_Exercise brief_
Copy nothing from the entries below except the lines from the one containing "fn choprest_cmd_in(home: &Path)" through the one containing "let server = MockServer::start().await;", and copy those exactly.

_Material for this exercise_
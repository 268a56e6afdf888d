//! Integration tests for the `choprest` CLI binary.
//!
//! Argument parsing, help output, and completions run without a server.
//! Catalog-backed commands run against a wiremock server.
#![allow(clippy::unwrap_used)]

use std::path::Path;

use assert_cmd::cargo::cargo_bin_cmd;
use predicates::prelude::*;
use serde_json::{Value, json};
use wiremock::matchers::{method, path, query_param};
use wiremock::{Mock, MockServer, ResponseTemplate};

const MAP_KEY: &str = "0123456789abcdef0123456789abcdef";

// ── Helpers ─────────────────────────────────────────────────────────

/// Build a [`Command`] for the `choprest` binary with env isolation.
///
/// Clears all `CHOPREST_*` env vars and points config directories at
/// `home` so tests never touch the user's real configuration.
fn choprest_cmd_in(home: &Path) -> assert_cmd::Command {
    let mut cmd = cargo_bin_cmd!("choprest");
    cmd.env("HOME", home)
        .env("XDG_CONFIG_HOME", home)
        .env("NO_COLOR", "1")
        .env_remove("RUST_LOG")
        .env_remove("CHOPREST_PROFILE")
        .env_remove("CHOPREST_API_URL")
        .env_remove("CHOPREST_MAP_KEY")
        .env_remove("CHOPREST_OUTPUT")
        .env_remove("CHOPREST_TIMEOUT");
    cmd
}

fn choprest_cmd() -> assert_cmd::Command {
    choprest_cmd_in(Path::new("/tmp/choprest-cli-test-nonexistent"))
}

/// Concatenate stdout + stderr from a command output for flexible matching.
fn combined_output(output: &std::process::Output) -> String {
    let stdout = String::from_utf8_lossy(&output.stdout);
    let stderr = String::from_utf8_lossy(&output.stderr);
    format!("{stdout}{stderr}")
}

fn catalog_rows() -> Value {
    json!([
        {"id": 1, "restaurantName": "을지면옥", "regionName": "서울 중구",
         "status": "NORMAL", "parking": "Y", "lat": 37.5660, "lng": 126.9910},
        {"id": 2, "restaurantName": "진진", "branchName": "서교점", "regionName": "서울 마포구",
         "status": "NORMAL", "wifi": "Y", "lat": 37.5568, "lng": 126.9237},
        {"id": 3, "restaurantName": "폐업식당", "regionName": "서울 중구",
         "status": "CLOSED", "lat": 37.5670, "lng": 126.9785}
    ])
}

async fn catalog_server() -> MockServer {
    let server = MockServer::start().await;
    Mock::given(method("GET"))
        .and(path("/api/restaurants/all"))
        .respond_with(ResponseTemplate::new(200).set_body_json(catalog_rows()))
        .mount(&server)
        .await;
    Mock::given(method("GET"))
        .and(path("/api/restaurants"))
        .and(query_param("keyword", "진진"))
        .respond_with(ResponseTemplate::new(200).set_body_json(json!([catalog_rows()[1]])))
        .mount(&server)
        .await;
    Mock::given(method("GET"))
        .and(path("/api/restaurants/2"))
        .respond_with(ResponseTemplate::new(200).set_body_json(catalog_rows()[1].clone()))
        .mount(&server)
        .await;
    Mock::given(method("GET"))
        .and(path("/api/restaurants/99"))
        .respond_with(ResponseTemplate::new(404))
        .mount(&server)
        .await;
    server
}

fn stdout_json(output: &std::process::Output) -> Value {
    serde_json::from_slice(&output.stdout).unwrap_or_else(|e| {
        panic!(
            "stdout was not JSON ({e}):\n{}",
            combined_output(output)
        )
    })
}

// ── Basic invocation ────────────────────────────────────────────────

#[test]
fn test_no_args_shows_help() {
    let output = choprest_cmd().output().unwrap();
    assert_eq!(output.status.code(), Some(2), "Expected exit code 2");
    let text = combined_output(&output);
    assert!(text.contains("Usage"), "Expected 'Usage' in output:\n{text}");
}

#[test]
fn test_help_flag() {
    choprest_cmd().arg("--help").assert().success().stdout(
        predicate::str::contains("restaurants")
            .and(predicate::str::contains("nearby"))
            .and(predicate::str::contains("map"))
            .and(predicate::str::contains("config")),
    );
}

#[test]
fn test_version_flag() {
    choprest_cmd()
        .arg("--version")
        .assert()
        .success()
        .stdout(predicate::str::contains("choprest"));
}

// ── Shell completions ───────────────────────────────────────────────

#[test]
fn test_completions_bash() {
    choprest_cmd()
        .args(["completions", "bash"])
        .assert()
        .success()
        .stdout(predicate::str::is_empty().not());
}

#[test]
fn test_completions_zsh() {
    choprest_cmd()
        .args(["completions", "zsh"])
        .assert()
        .success()
        .stdout(predicate::str::contains("#compdef"));
}

// ── Argument errors ─────────────────────────────────────────────────

#[test]
fn test_invalid_subcommand() {
    let output = choprest_cmd().arg("foobar").output().unwrap();
    assert!(!output.status.success());
    let text = combined_output(&output);
    assert!(
        text.contains("unrecognized") || text.contains("foobar"),
        "Expected error mentioning invalid subcommand:\n{text}"
    );
}

#[test]
fn test_unknown_service_is_a_usage_error() {
    let output = choprest_cmd()
        .args(["restaurants", "list", "--service", "valet"])
        .output()
        .unwrap();
    assert_eq!(output.status.code(), Some(2));
    assert!(combined_output(&output).contains("unknown service 'valet'"));
}

#[test]
fn test_region_and_service_conflict() {
    let output = choprest_cmd()
        .args(["restaurants", "list", "--region", "중구", "--service", "wifi"])
        .output()
        .unwrap();
    assert_eq!(output.status.code(), Some(2));
}

#[test]
fn test_bad_here_pair() {
    let output = choprest_cmd()
        .args(["map", "--here", "37.5"])
        .output()
        .unwrap();
    assert_eq!(output.status.code(), Some(2));
    assert!(combined_output(&output).contains("expected LAT,LNG"));
}

// ── Config ──────────────────────────────────────────────────────────

#[test]
fn test_config_path_follows_xdg() {
    let home = tempfile::tempdir().unwrap();
    choprest_cmd_in(home.path())
        .args(["config", "path"])
        .assert()
        .success()
        .stdout(predicate::str::contains("choprest").and(predicate::str::contains("config.toml")));
}

#[test]
fn test_config_set_then_show() {
    let home = tempfile::tempdir().unwrap();
    choprest_cmd_in(home.path())
        .args(["config", "set", "nearby_radius_m", "2500"])
        .assert()
        .success();
    choprest_cmd_in(home.path())
        .args(["config", "set", "map_key", MAP_KEY])
        .assert()
        .success();

    let output = choprest_cmd_in(home.path())
        .args(["config", "show", "-o", "json"])
        .output()
        .unwrap();
    assert!(output.status.success(), "{}", combined_output(&output));
    let shown = stdout_json(&output);
    assert_eq!(shown["profiles"]["default"]["nearby_radius_m"], json!(2500.0));
    assert_eq!(shown["profiles"]["default"]["map_key"], json!("****"));
}

#[test]
fn test_config_set_rejects_unknown_key() {
    let home = tempfile::tempdir().unwrap();
    let output = choprest_cmd_in(home.path())
        .args(["config", "set", "colour", "red"])
        .output()
        .unwrap();
    assert_eq!(output.status.code(), Some(2));
    assert!(combined_output(&output).contains("unknown config key 'colour'"));
}

#[test]
fn test_unknown_profile_is_rejected() {
    let output = choprest_cmd()
        .args(["--profile", "nowhere", "restaurants", "list"])
        .output()
        .unwrap();
    assert_eq!(output.status.code(), Some(2));
    assert!(combined_output(&output).contains("unknown profile 'nowhere'"));
}

// ── Catalog commands ────────────────────────────────────────────────

#[test]
fn test_connection_refused() {
    let output = choprest_cmd()
        .args(["--api-url", "http://127.0.0.1:9", "restaurants", "list"])
        .output()
        .unwrap();
    assert_eq!(output.status.code(), Some(7), "{}", combined_output(&output));
}

#[tokio::test(flavor = "multi_thread")]
async fn test_restaurants_list_plain() {
    let server = catalog_server().await;
    choprest_cmd()
        .args(["--api-url", &server.uri(), "-o", "plain", "restaurants", "list"])
        .assert()
        .success()
        .stdout("1\n2\n3\n");
}

#[tokio::test(flavor = "multi_thread")]
async fn test_restaurants_list_filters() {
    let server = catalog_server().await;
    choprest_cmd()
        .args(["--api-url", &server.uri(), "-o", "plain"])
        .args(["restaurants", "list", "--region", "중구", "--operating"])
        .assert()
        .success()
        .stdout("1\n");
}

#[tokio::test(flavor = "multi_thread")]
async fn test_restaurants_regions() {
    let server = catalog_server().await;
    choprest_cmd()
        .args(["--api-url", &server.uri(), "-o", "plain"])
        .args(["restaurants", "list", "--regions"])
        .assert()
        .success()
        .stdout("서울 마포구\n서울 중구\n");
}

#[tokio::test(flavor = "multi_thread")]
async fn test_restaurants_search_table() {
    let server = catalog_server().await;
    choprest_cmd()
        .args(["--api-url", &server.uri(), "restaurants", "search", "진진"])
        .assert()
        .success()
        .stdout(predicate::str::contains("진진 서교점").and(predicate::str::contains("wifi")));
}

#[tokio::test(flavor = "multi_thread")]
async fn test_restaurants_get_json() {
    let server = catalog_server().await;
    let output = choprest_cmd()
        .args(["--api-url", &server.uri(), "-o", "json", "restaurants", "get", "2"])
        .output()
        .unwrap();
    assert!(output.status.success(), "{}", combined_output(&output));
    let restaurant = stdout_json(&output);
    assert_eq!(restaurant["id"], json!(2));
    assert_eq!(restaurant["branch"], json!("서교점"));
}

#[tokio::test(flavor = "multi_thread")]
async fn test_restaurants_get_missing() {
    let server = catalog_server().await;
    let output = choprest_cmd()
        .args(["--api-url", &server.uri(), "restaurants", "get", "99"])
        .output()
        .unwrap();
    assert_eq!(output.status.code(), Some(4), "{}", combined_output(&output));
    assert!(combined_output(&output).contains("restaurant '99' not found"));
}

#[tokio::test(flavor = "multi_thread")]
async fn test_nearby_sorted_by_distance() {
    let server = catalog_server().await;
    choprest_cmd()
        .args(["--api-url", &server.uri(), "-o", "plain"])
        .args(["nearby", "--lat", "37.5665", "--lng", "126.9780", "--radius", "1500"])
        .assert()
        .success()
        .stdout("3\n1\n");
}

#[tokio::test(flavor = "multi_thread")]
async fn test_nearby_without_hits() {
    let server = catalog_server().await;
    let output = choprest_cmd()
        .args(["--api-url", &server.uri()])
        .args(["nearby", "--lat", "35.1796", "--lng", "129.0756", "--radius", "500"])
        .output()
        .unwrap();
    assert_eq!(output.status.code(), Some(4));
}

// ── Map ─────────────────────────────────────────────────────────────

#[tokio::test(flavor = "multi_thread")]
async fn test_map_auto_shows_every_result() {
    let server = catalog_server().await;
    let output = choprest_cmd()
        .env("CHOPREST_MAP_KEY", MAP_KEY)
        .args(["--api-url", &server.uri(), "-o", "json", "map"])
        .output()
        .unwrap();
    assert!(output.status.success(), "{}", combined_output(&output));
    let view = stdout_json(&output);
    assert_eq!(view["status"], json!("ready"));
    assert_eq!(view["mode"], json!("auto"));
    assert_eq!(view["markers"].as_array().map(Vec::len), Some(3));
    assert_eq!(view["overlay"], Value::Null);
}

#[tokio::test(flavor = "multi_thread")]
async fn test_map_filter_narrows_markers() {
    let server = catalog_server().await;
    let output = choprest_cmd()
        .args(["--api-url", &server.uri(), "--map-key", MAP_KEY, "-o", "json"])
        .args(["map", "--region", "중구", "--operating"])
        .output()
        .unwrap();
    assert!(output.status.success(), "{}", combined_output(&output));
    let view = stdout_json(&output);
    assert_eq!(view["mode"], json!("auto"));
    assert_eq!(view["results"], json!(1));
    let markers = view["markers"].as_array().unwrap();
    assert_eq!(markers.len(), 1);
    assert_eq!(markers[0]["title"], json!("을지면옥"));
}

#[tokio::test(flavor = "multi_thread")]
async fn test_map_select_pins_one_marker() {
    let server = catalog_server().await;
    let output = choprest_cmd()
        .args(["--api-url", &server.uri(), "--map-key", MAP_KEY, "-o", "json"])
        .args(["map", "--select", "2"])
        .output()
        .unwrap();
    assert!(output.status.success(), "{}", combined_output(&output));
    let view = stdout_json(&output);
    assert_eq!(view["mode"], json!("manual"));
    assert_eq!(view["entity_id"], json!(2));
    assert_eq!(view["markers"].as_array().map(Vec::len), Some(1));
    assert_eq!(view["zoom"], json!(2));
    assert!(view["overlay"].as_str().is_some_and(|html| html.contains("진진")));
}

#[tokio::test(flavor = "multi_thread")]
async fn test_map_select_unknown_entity() {
    let server = catalog_server().await;
    let output = choprest_cmd()
        .args(["--api-url", &server.uri(), "--map-key", MAP_KEY])
        .args(["map", "--select", "42"])
        .output()
        .unwrap();
    assert_eq!(output.status.code(), Some(4), "{}", combined_output(&output));
}

#[tokio::test(flavor = "multi_thread")]
async fn test_map_here_nearby() {
    let server = catalog_server().await;
    let output = choprest_cmd()
        .args(["--api-url", &server.uri(), "--map-key", MAP_KEY, "-o", "json"])
        .args(["map", "--here", "37.5665,126.9780", "--nearby", "--radius", "300"])
        .output()
        .unwrap();
    assert!(output.status.success(), "{}", combined_output(&output));
    let view = stdout_json(&output);
    assert_eq!(view["location"]["lat"], json!(37.5665));
    assert_eq!(view["markers"].as_array().map(Vec::len), Some(1));
    assert_eq!(view["results"], json!(1));
}

#[tokio::test(flavor = "multi_thread")]
async fn test_map_rejects_malformed_key() {
    let server = catalog_server().await;
    let output = choprest_cmd()
        .args(["--api-url", &server.uri(), "--map-key", "not-a-key", "map"])
        .output()
        .unwrap();
    assert_eq!(output.status.code(), Some(2), "{}", combined_output(&output));
    assert!(combined_output(&output).contains("Map provider key"));
}

#[test]
fn test_map_without_key() {
    let home = tempfile::tempdir().unwrap();
    let output = choprest_cmd_in(home.path())
        .args(["--api-url", "http://127.0.0.1:9", "map"])
        .output()
        .unwrap();
    assert_eq!(output.status.code(), Some(2), "{}", combined_output(&output));
}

_Written solution_
fn choprest_cmd_in(home: &Path) -> assert_cmd::Command {
    let mut cmd = cargo_bin_cmd!("choprest");
    cmd.env("HOME", home)
        .env("XDG_CONFIG_HOME", home)
        .env("NO_COLOR", "1")
        .env_remove("RUST_LOG")
        .env_remove("CHOPREST_PROFILE")
        .env_remove("CHOPREST_API_URL")
        .env_remove("CHOPREST_MAP_KEY")
        .env_remove("CHOPREST_OUTPUT")
        .env_remove("CHOPREST_TIMEOUT");
    cmd
}

fn choprest_cmd() -> assert_cmd::Command {
    choprest_cmd_in(Path::new("/tmp/choprest-cli-test-nonexistent"))
}

/// Concatenate stdout + stderr from a command output for flexible matching.
fn combined_output(output: &std::process::Output) -> String {
    let stdout = String::from_utf8_lossy(&output.stdout);
    let stderr = String::from_utf8_lossy(&output.stderr);
    format!("{stdout}{stderr}")
}

fn catalog_rows() -> Value {
    json!([
        {"id": 1, "restaurantName": "을지면옥", "regionName": "서울 중구",
         "status": "NORMAL", "parking": "Y", "lat": 37.5660, "lng": 126.9910},
        {"id": 2, "restaurantName": "진진", "branchName": "서교점", "regionName": "서울 마포구",
         "status": "NORMAL", "wifi": "Y", "lat": 37.5568, "lng": 126.9237},
        {"id": 3, "restaurantName": "폐업식당", "regionName": "서울 중구",
         "status": "CLOSED", "lat": 37.5670, "lng": 126.9785}
    ])
}

async fn catalog_server() -> MockServer {
    let server = MockServer::start().await;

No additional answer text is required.